Am 06.01.2016 war es dann soweit, die Arbeit des 3-monatigen Projektes wurde im Audimax der HS Niederrhein vor Professor_innen, Studierenden und Auftraggeber_innen vorgestellt. Die Student_innen begannen ihren Vortrag auf ungewöhnliche Weise: Sie bildeten eine Kette und zeigten, dass sie auf den T-Shirts unter ihren Strickjacken eine Botschaft versteckt hatten. Jede Studentin hatte einen großen Buchstaben auf ihr T-Shirt genäht, zusammen bildeten sie die Worte RANA PLAZA. Dann drehte sich eine Studentin nach der anderen um und zum Vorschein kamen die Worte NIE MEHR. Die Aufmerksamkeit des Publikums war ihnen nun sicher! Eine Studentin ergriff das Mikrofon und sprach sich gegen die unmenschlichen Bedingungen in vielen Textilfabriken dieser Welt aus - spontan klatschte das Publikum bereits am Anfang der Präsentation. Ein nachfolgender Kurzfilm, der teilweise mit selbst gefilmtem Material entstanden war, stellte die schriftliche Analyse zusätzlich in Bild und Ton dar. Abschließend räumten die Studentinnen noch mit dem Klischee auf, dass faire Mode grundsätzlich langweilig und "öko" daherkommt: sie präsentierten Outfits des Düsseldorfer Ladens "Naturmode Yavana", die von der Inhaberin Margarete Riemer gestellt wurden, mit einer kleinen Modenschau mitten im Audimax. Zusätzlich verteilten sie selbst designte Postkarten, die mit der Frage "Trägst DU fair?" Werbung für das Anliegen der Clean Clothes Campaign machen.

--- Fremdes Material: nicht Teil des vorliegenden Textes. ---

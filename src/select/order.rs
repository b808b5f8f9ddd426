//! Polling and locking orders.
//!
//! The polling order is a fresh random permutation of the cases on every select, so that no case
//! is favored when several are ready at once. The locking order sorts the cases by channel
//! identity: any two selects lock the channels they share in the same relative order, and all
//! cases on one channel end up next to each other so the channel is locked only once.

use rand::Rng;

/// Fills `order` with a uniformly random permutation of `0..order.len()`.
pub(crate) fn poll_order(order: &mut [usize]) {
    let mut rng = rand::thread_rng();
    for i in 0..order.len() {
        let j = rng.gen_range(0..=i);
        order[i] = order[j];
        order[j] = i;
    }
}

/// Fills `lock` with the cases of `poll` sorted by `key`.
///
/// Cases with equal keys keep their relative polling order. This is a heap sort running in
/// O(n log n) time without any extra memory.
pub(crate) fn lock_order<F>(poll: &[usize], lock: &mut [usize], key: F)
where
    F: Fn(usize) -> usize,
{
    let n = poll.len();
    debug_assert_eq!(lock.len(), n);

    // Sort positions in the polling order rather than case indices, breaking ties on equal keys
    // by position.
    let k = |pos: usize| (key(poll[pos]), pos);

    // Build a max-heap.
    for i in 0..n {
        let c = k(i);
        let mut j = i;
        while j > 0 && k(lock[(j - 1) / 2]) < c {
            let parent = (j - 1) / 2;
            lock[j] = lock[parent];
            j = parent;
        }
        lock[j] = i;
    }

    // Repeatedly move the maximum to the end.
    for i in (0..n).rev() {
        let o = lock[i];
        let c = k(o);
        lock[i] = lock[0];
        let mut j = 0;
        loop {
            let mut child = j * 2 + 1;
            if child >= i {
                break;
            }
            if child + 1 < i && k(lock[child]) < k(lock[child + 1]) {
                child += 1;
            }
            if c < k(lock[child]) {
                lock[j] = lock[child];
                j = child;
                continue;
            }
            break;
        }
        lock[j] = o;
    }

    for pos in lock.iter_mut() {
        *pos = poll[*pos];
    }
}

#[cfg(test)]
mod tests {
    use super::*;

    fn is_permutation(v: &[usize]) -> bool {
        let mut sorted = v.to_vec();
        sorted.sort_unstable();
        sorted.iter().enumerate().all(|(i, &x)| i == x)
    }

    #[test]
    fn empty_and_single() {
        let mut poll: [usize; 0] = [];
        let mut lock: [usize; 0] = [];
        poll_order(&mut poll);
        lock_order(&poll, &mut lock, |i| i);

        let mut poll = [5];
        let mut lock = [9];
        poll_order(&mut poll);
        lock_order(&poll, &mut lock, |_| 42);
        assert_eq!(poll, [0]);
        assert_eq!(lock, [0]);
    }

    #[test]
    fn poll_is_permutation() {
        for n in 1..20 {
            let mut poll = vec![0; n];
            poll_order(&mut poll);
            assert!(is_permutation(&poll));
        }
    }

    #[test]
    fn poll_is_uniform() {
        const TRIALS: usize = 60_000;
        let mut hits = [[0usize; 3]; 3];
        let mut poll = [0; 3];
        for _ in 0..TRIALS {
            poll_order(&mut poll);
            for (pos, &case) in poll.iter().enumerate() {
                hits[pos][case] += 1;
            }
        }
        for row in hits.iter() {
            for &h in row.iter() {
                assert!(h > TRIALS / 3 * 9 / 10 && h < TRIALS / 3 * 11 / 10);
            }
        }
    }

    #[test]
    fn sorted_and_contiguous() {
        let keys = [30, 10, usize::MAX, 20, 10, 30, 10];
        for _ in 0..100 {
            let mut poll = vec![0; keys.len()];
            let mut lock = vec![0; keys.len()];
            poll_order(&mut poll);
            lock_order(&poll, &mut lock, |i| keys[i]);

            assert!(is_permutation(&lock));
            for w in lock.windows(2) {
                assert!(keys[w[0]] <= keys[w[1]]);
            }
            assert_eq!(keys[lock[keys.len() - 1]], usize::MAX);

            // Ties keep their polling order.
            let pos = |case: usize| poll.iter().position(|&c| c == case).unwrap();
            for w in lock.windows(2) {
                if keys[w[0]] == keys[w[1]] {
                    assert!(pos(w[0]) < pos(w[1]));
                }
            }
        }
    }
}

Mit ihrer Abschlusspräsentation schafften die Student_innen es sogar in die Zeitung. Die Rheinische Post Mönchengladbach titelte "Schick und Nachhaltig - das passt zusammen" (Artikel als PDF-Datei) und bestätigte den Student_innen, dass sie mit ihrem Projekt ganze Überzeugungsarbeit geleistet haben. Auch die Dozent_innen, besonders der Betreuer Yordan Kyosev, waren mit ihrer Leistung sehr zufrieden.